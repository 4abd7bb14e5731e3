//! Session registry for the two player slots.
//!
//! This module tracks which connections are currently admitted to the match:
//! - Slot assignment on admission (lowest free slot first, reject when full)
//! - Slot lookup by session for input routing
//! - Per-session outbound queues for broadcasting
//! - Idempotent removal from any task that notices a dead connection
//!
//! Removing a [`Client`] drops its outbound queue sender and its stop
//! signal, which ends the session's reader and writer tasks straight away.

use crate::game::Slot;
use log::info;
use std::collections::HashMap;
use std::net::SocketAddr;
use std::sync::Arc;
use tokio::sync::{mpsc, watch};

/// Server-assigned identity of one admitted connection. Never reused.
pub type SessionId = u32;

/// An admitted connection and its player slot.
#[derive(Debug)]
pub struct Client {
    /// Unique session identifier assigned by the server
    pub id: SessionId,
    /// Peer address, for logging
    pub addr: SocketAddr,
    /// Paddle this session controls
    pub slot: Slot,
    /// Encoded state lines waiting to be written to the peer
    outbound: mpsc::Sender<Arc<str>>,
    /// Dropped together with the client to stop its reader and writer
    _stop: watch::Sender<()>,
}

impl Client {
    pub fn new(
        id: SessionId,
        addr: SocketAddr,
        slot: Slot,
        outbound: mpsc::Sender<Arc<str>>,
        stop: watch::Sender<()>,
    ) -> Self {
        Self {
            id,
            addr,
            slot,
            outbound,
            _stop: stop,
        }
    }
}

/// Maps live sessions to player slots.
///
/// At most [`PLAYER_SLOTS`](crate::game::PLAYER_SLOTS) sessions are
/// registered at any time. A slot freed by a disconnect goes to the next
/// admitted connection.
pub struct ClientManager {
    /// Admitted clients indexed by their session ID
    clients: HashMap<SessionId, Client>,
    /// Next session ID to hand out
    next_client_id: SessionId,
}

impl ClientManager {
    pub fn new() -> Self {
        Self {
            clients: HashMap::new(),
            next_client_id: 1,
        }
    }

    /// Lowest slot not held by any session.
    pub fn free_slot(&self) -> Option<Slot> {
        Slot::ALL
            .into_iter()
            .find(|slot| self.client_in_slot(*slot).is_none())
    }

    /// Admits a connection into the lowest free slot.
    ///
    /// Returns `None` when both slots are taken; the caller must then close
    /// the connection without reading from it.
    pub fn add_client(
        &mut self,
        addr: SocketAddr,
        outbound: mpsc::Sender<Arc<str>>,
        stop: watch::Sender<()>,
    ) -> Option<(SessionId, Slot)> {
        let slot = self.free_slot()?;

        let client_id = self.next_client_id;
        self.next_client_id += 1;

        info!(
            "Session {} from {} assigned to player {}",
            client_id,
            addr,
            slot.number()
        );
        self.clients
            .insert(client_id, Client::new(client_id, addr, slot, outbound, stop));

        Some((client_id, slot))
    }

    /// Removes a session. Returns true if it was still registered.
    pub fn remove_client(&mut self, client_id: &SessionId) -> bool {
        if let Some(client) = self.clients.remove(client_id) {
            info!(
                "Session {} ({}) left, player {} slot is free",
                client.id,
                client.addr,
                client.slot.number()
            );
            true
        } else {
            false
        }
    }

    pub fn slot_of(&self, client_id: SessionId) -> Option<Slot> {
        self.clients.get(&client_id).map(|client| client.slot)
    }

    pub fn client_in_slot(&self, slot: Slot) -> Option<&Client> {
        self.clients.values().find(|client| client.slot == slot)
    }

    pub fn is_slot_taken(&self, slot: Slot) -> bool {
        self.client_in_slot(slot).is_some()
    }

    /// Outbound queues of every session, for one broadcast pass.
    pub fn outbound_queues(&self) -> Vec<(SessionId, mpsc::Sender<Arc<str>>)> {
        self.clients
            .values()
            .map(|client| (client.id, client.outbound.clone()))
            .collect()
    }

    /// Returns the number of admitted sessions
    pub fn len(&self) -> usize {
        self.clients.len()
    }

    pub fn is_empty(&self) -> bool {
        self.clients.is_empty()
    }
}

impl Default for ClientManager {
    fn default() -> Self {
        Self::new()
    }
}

════════════════

== Exercise description ==
All of the material must be written out again without any change.

== Expected answer ==
repository 4abd7bb14e5731e3
//! Session registry for the two player slots.
//!
//! This module tracks which connections are currently admitted to the match:
//! - Slot assignment on admission (lowest free slot first, reject when full)
//! - Slot lookup by session for input routing
//! - Per-session outbound queues for broadcasting
//! - Idempotent removal from any task that notices a dead connection
//!
//! Removing a [`Client`] drops its outbound queue sender and its stop
//! signal, which ends the session's reader and writer tasks straight away.

use crate::game::Slot;
use log::info;
use std::collections::HashMap;
use std::net::SocketAddr;
use std::sync::Arc;
use tokio::sync::{mpsc, watch};

/// Server-assigned identity of one admitted connection. Never reused.
pub type SessionId = u32;

/// An admitted connection and its player slot.
#[derive(Debug)]
pub struct Client {
    /// Unique session identifier assigned by the server
    pub id: SessionId,
    /// Peer address, for logging
    pub addr: SocketAddr,
    /// Paddle this session controls
    pub slot: Slot,
    /// Encoded state lines waiting to be written to the peer
    outbound: mpsc::Sender<Arc<str>>,
    /// Dropped together with the client to stop its reader and writer
    _stop: watch::Sender<()>,
}

impl Client {
    pub fn new(
        id: SessionId,
        addr: SocketAddr,
        slot: Slot,
        outbound: mpsc::Sender<Arc<str>>,
        stop: watch::Sender<()>,
    ) -> Self {
        Self {
            id,
            addr,
            slot,
            outbound,
            _stop: stop,
        }
    }
}

/// Maps live sessions to player slots.
///
/// At most [`PLAYER_SLOTS`](crate::game::PLAYER_SLOTS) sessions are
/// registered at any time. A slot freed by a disconnect goes to the next
/// admitted connection.
pub struct ClientManager {
    /// Admitted clients indexed by their session ID
    clients: HashMap<SessionId, Client>,
    /// Next session ID to hand out
    next_client_id: SessionId,
}

impl ClientManager {
    pub fn new() -> Self {
        Self {
            clients: HashMap::new(),
            next_client_id: 1,
        }
    }

    /// Lowest slot not held by any session.
    pub fn free_slot(&self) -> Option<Slot> {
        Slot::ALL
            .into_iter()
            .find(|slot| self.client_in_slot(*slot).is_none())
    }

    /// Admits a connection into the lowest free slot.
    ///
    /// Returns `None` when both slots are taken; the caller must then close
    /// the connection without reading from it.
    pub fn add_client(
        &mut self,
        addr: SocketAddr,
        outbound: mpsc::Sender<Arc<str>>,
        stop: watch::Sender<()>,
    ) -> Option<(SessionId, Slot)> {
        let slot = self.free_slot()?;

        let client_id = self.next_client_id;
        self.next_client_id += 1;

        info!(
            "Session {} from {} assigned to player {}",
            client_id,
            addr,
            slot.number()
        );
        self.clients
            .insert(client_id, Client::new(client_id, addr, slot, outbound, stop));

        Some((client_id, slot))
    }

    /// Removes a session. Returns true if it was still registered.
    pub fn remove_client(&mut self, client_id: &SessionId) -> bool {
        if let Some(client) = self.clients.remove(client_id) {
            info!(
                "Session {} ({}) left, player {} slot is free",
                client.id,
                client.addr,
                client.slot.number()
            );
            true
        } else {
            false
        }
    }

    pub fn slot_of(&self, client_id: SessionId) -> Option<Slot> {
        self.clients.get(&client_id).map(|client| client.slot)
    }

    pub fn client_in_slot(&self, slot: Slot) -> Option<&Client> {
        self.clients.values().find(|client| client.slot == slot)
    }

    pub fn is_slot_taken(&self, slot: Slot) -> bool {
        self.client_in_slot(slot).is_some()
    }

    /// Outbound queues of every session, for one broadcast pass.
    pub fn outbound_queues(&self) -> Vec<(SessionId, mpsc::Sender<Arc<str>>)> {
        self.clients
            .values()
            .map(|client| (client.id, client.outbound.clone()))
            .collect()
    }

    /// Returns the number of admitted sessions
    pub fn len(&self) -> usize {
        self.clients.len()
    }

    pub fn is_empty(&self) -> bool {
        self.clients.is_empty()
    }
}

impl Default for ClientManager {
    fn default() -> Self {
        Self::new()
    }
}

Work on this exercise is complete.